If anything that I have written confuses you, then you are not ready to truly free yourself of your addiction and become a true otaku who is essentially free of whatever he obsesses over.

How dos you tell when that happens? When you can go to a convention, a group therapy session, or even a family reunion to help friends and family get to know you well, that is a start.

Another sign that you are otaku is that you vacillate in your writing between first-person (I and me among similar pronouns), second-person (you and the names of people), and third-person (they, them, and often one or it).

Returning to the quote from an anti-cult website, I can certainly support the use of meditation techniques. However, that quote is not a product endorsement of Chopra since it has been taken out of context for me to promote meditation on my terms, which I am free to do.

I am merely selling the idea that otaku are harmless when they become more socialized with fellow otaku. As well, any obsession that leads to social isolation on the long run really is worth the effort of abstaining.

As for addiction, that is only when your lifestyle is negative affected by your obsessions e.g. you spend more time watching anime than socializing with friends, using excuses to avoid brushing up on your social skills.

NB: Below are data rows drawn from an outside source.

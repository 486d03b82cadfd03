//! RNG module - seeded LCG and daily seeds
//!
//! The generator draws from a linear congruential generator whose sequence is
//! fully determined by a `u32` seed, so a puzzle is reproducible from
//! `(seed, mode)` alone on every platform.
//!
//! When no seed is given the seed is the local calendar date as `YYYYMMDD`,
//! giving one stable puzzle per day.

use chrono::{Datelike, Local, NaiveDate};

/// 2^32 as a float, the LCG modulus.
const MODULUS: f64 = 4_294_967_296.0;

/// Linear congruential generator, Numerical Recipes constants.
///
/// The state is a plain owned value: each generator run owns its own RNG.
#[derive(Debug, Clone, PartialEq, Eq)]
pub struct SeededRng {
    state: u32,
}

impl SeededRng {
    /// Create a new RNG with the given seed. Zero is a valid state.
    pub fn new(seed: u32) -> Self {
        Self { state: seed }
    }

    /// Advance and return the raw state
    pub fn next_u32(&mut self) -> u32 {
        // (a * state + c) mod 2^32 with a=1664525, c=1013904223
        self.state = self.state.wrapping_mul(1664525).wrapping_add(1013904223);
        self.state
    }

    /// Next value in `[0, 1)`.
    pub fn next_f64(&mut self) -> f64 {
        self.next_u32() as f64 / MODULUS
    }

    /// `floor(next_f64() * len)`, an index in `[0, len)`.
    ///
    /// `len` must be non-zero.
    pub fn next_index(&mut self, len: usize) -> usize {
        debug_assert!(len > 0);
        (self.next_f64() * len as f64) as usize
    }

}

/// A calendar date used to derive the daily seed.
#[derive(Debug, Clone, Copy, PartialEq, Eq, PartialOrd, Ord, Hash)]
pub struct PuzzleDate {
    pub year: i32,
    pub month: u32,
    pub day: u32,
}

impl PuzzleDate {
    /// Build a date, rejecting impossible days and years outside `1..=9999`.
    pub fn new(year: i32, month: u32, day: u32) -> Option<Self> {
        if !(1..=9999).contains(&year) {
            return None;
        }
        NaiveDate::from_ymd_opt(year, month, day).map(Self::from)
    }

    /// Parse `YYYY-MM-DD`.
    pub fn parse(s: &str) -> Option<Self> {
        let mut parts = s.trim().splitn(3, '-');
        let year = parts.next()?.parse::<i32>().ok()?;
        let month = parts.next()?.parse::<u32>().ok()?;
        let day = parts.next()?.parse::<u32>().ok()?;
        Self::new(year, month, day)
    }

    /// Today's date on the local calendar.
    pub fn today() -> Self {
        Self::from(Local::now().date_naive())
    }

    /// The daily seed, the date read as the decimal number `YYYYMMDD`.
    pub fn seed(&self) -> u32 {
        self.year as u32 * 10_000 + self.month * 100 + self.day
    }

    /// The following calendar day. The last representable day maps to itself.
    pub fn next_day(&self) -> Self {
        self.naive()
            .and_then(|d| d.succ_opt())
            .and_then(|d| Self::new(d.year(), d.month(), d.day()))
            .unwrap_or(*self)
    }

    fn naive(&self) -> Option<NaiveDate> {
        NaiveDate::from_ymd_opt(self.year, self.month, self.day)
    }
}

impl From<NaiveDate> for PuzzleDate {
    fn from(d: NaiveDate) -> Self {
        Self {
            year: d.year(),
            month: d.month(),
            day: d.day(),
        }
    }
}

impl std::fmt::Display for PuzzleDate {
    fn fmt(&self, f: &mut std::fmt::Formatter<'_>) -> std::fmt::Result {
        write!(f, "{:04}-{:02}-{:02}", self.year, self.month, self.day)
    }
}

/// Pick the generator seed: an explicit non-zero seed wins, then the given
/// date, then today's date.
///
/// A zero seed counts as "no seed", so `Some(0)` falls through to the date.
pub fn resolve_seed(seed: Option<u32>, date: Option<PuzzleDate>) -> u32 {
    match seed {
        Some(s) if s != 0 => s,
        _ => date.unwrap_or_else(PuzzleDate::today).seed(),
    }
}
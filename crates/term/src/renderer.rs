//! TerminalRenderer: flushes a framebuffer to a real terminal.
//!
//! The first frame (and any frame after a resize or `invalidate`) is a full
//! redraw; later frames only emit the runs of cells that changed.

use std::io::{self, Write};

use anyhow::Result;

use crossterm::{
    cursor,
    style::{
        Attribute, Color, Print, ResetColor, SetAttribute, SetBackgroundColor, SetForegroundColor,
    },
    terminal, QueueableCommand,
};

use crate::fb::{CellStyle, FrameBuffer, Rgb};

pub struct TerminalRenderer {
    stdout: io::Stdout,
    last: Option<FrameBuffer>,
    buf: Vec<u8>,
}

impl TerminalRenderer {
    pub fn new() -> Self {
        Self {
            stdout: io::stdout(),
            last: None,
            buf: Vec::with_capacity(16 * 1024),
        }
    }

    pub fn enter(&mut self) -> Result<()> {
        terminal::enable_raw_mode()?;
        self.buf.clear();
        self.buf.queue(terminal::EnterAlternateScreen)?;
        self.buf.queue(cursor::Hide)?;
        self.buf.queue(terminal::DisableLineWrap)?;
        self.flush_buf()
    }

    pub fn exit(&mut self) -> Result<()> {
        self.buf.clear();
        self.buf.queue(ResetColor)?;
        self.buf.queue(SetAttribute(Attribute::Reset))?;
        self.buf.queue(terminal::EnableLineWrap)?;
        self.buf.queue(cursor::Show)?;
        self.buf.queue(terminal::LeaveAlternateScreen)?;
        self.flush_buf()?;
        terminal::disable_raw_mode()?;
        Ok(())
    }

    /// Force the next draw to be a full redraw (e.g. on terminal resize).
    pub fn invalidate(&mut self) {
        self.last = None;
    }

    /// Draw a framebuffer, diffing against the previous one.
    pub fn draw(&mut self, fb: &FrameBuffer) -> Result<()> {
        self.buf.clear();
        match &self.last {
            Some(prev) if prev.width() == fb.width() && prev.height() == fb.height() => {
                encode_diff_into(prev, fb, &mut self.buf)?;
            }
            _ => encode_full_into(fb, &mut self.buf)?,
        }
        self.flush_buf()?;

        match &mut self.last {
            Some(prev) => prev.clone_from(fb),
            None => self.last = Some(fb.clone()),
        }
        Ok(())
    }

    fn flush_buf(&mut self) -> Result<()> {
        self.stdout.write_all(&self.buf)?;
        self.stdout.flush()?;
        Ok(())
    }
}

impl Default for TerminalRenderer {
    fn default() -> Self {
        Self::new()
    }
}

/// Encode a full-frame redraw into `out` without touching stdout.
pub fn encode_full_into(fb: &FrameBuffer, out: &mut Vec<u8>) -> Result<()> {
    out.queue(terminal::Clear(terminal::ClearType::All))?;

    let mut style: Option<CellStyle> = None;
    for y in 0..fb.height() {
        out.queue(cursor::MoveTo(0, y))?;
        encode_run(fb, 0, y, fb.width(), &mut style, out)?;
    }

    out.queue(ResetColor)?;
    out.queue(SetAttribute(Attribute::Reset))?;
    Ok(())
}

/// Encode only the changed runs of `next` relative to `prev` into `out`.
///
/// Both buffers must have the same size.
pub fn encode_diff_into(prev: &FrameBuffer, next: &FrameBuffer, out: &mut Vec<u8>) -> Result<()> {
    let mut style: Option<CellStyle> = None;
    for (x, y, len) in changed_runs(prev, next) {
        out.queue(cursor::MoveTo(x, y))?;
        encode_run(next, x, y, len, &mut style, out)?;
    }

    out.queue(ResetColor)?;
    out.queue(SetAttribute(Attribute::Reset))?;
    Ok(())
}

fn encode_run(
    fb: &FrameBuffer,
    x: u16,
    y: u16,
    len: u16,
    style: &mut Option<CellStyle>,
    out: &mut Vec<u8>,
) -> Result<()> {
    for dx in 0..len {
        let cell = fb.get(x + dx, y).unwrap_or_default();
        if *style != Some(cell.style) {
            apply_style_into(out, cell.style)?;
            *style = Some(cell.style);
        }
        out.queue(Print(cell.ch))?;
    }
    Ok(())
}

fn apply_style_into(out: &mut Vec<u8>, style: CellStyle) -> Result<()> {
    out.queue(SetAttribute(Attribute::Reset))?;
    out.queue(SetForegroundColor(rgb_to_color(style.fg)))?;
    out.queue(SetBackgroundColor(rgb_to_color(style.bg)))?;
    if style.bold {
        out.queue(SetAttribute(Attribute::Bold))?;
    }
    if style.dim {
        out.queue(SetAttribute(Attribute::Dim))?;
    }
    Ok(())
}

fn rgb_to_color(rgb: Rgb) -> Color {
    Color::Rgb {
        r: rgb.r,
        g: rgb.g,
        b: rgb.b,
    }
}

/// Maximal runs `(x, y, len)` of cells that differ, row by row.
fn changed_runs(prev: &FrameBuffer, next: &FrameBuffer) -> Vec<(u16, u16, u16)> {
    let mut runs = Vec::new();
    for y in 0..next.height() {
        let mut x = 0;
        while x < next.width() {
            if prev.get(x, y) == next.get(x, y) {
                x += 1;
                continue;
            }
            let start = x;
            while x < next.width() && prev.get(x, y) != next.get(x, y) {
                x += 1;
            }
            runs.push((start, y, x - start));
        }
    }
    runs
}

Anyway, I am not proud to be otaku, nor am I ashamed to be otaku. Otaku is a neutral word in the West, yet is misused by lazy Japanese journalists who turned it into a badge of shame.

Yet even journalists are closet otakus as pararazzi when they obsess about celebrities such as Morning Musume and stalk them.

Finally, the ultimate freedom is to use less technology in the public sphere, and to occasionally use technology. First, one day dedicated to using your smartphones less and your senses more, including using the mind to ask questions about matters other than technology.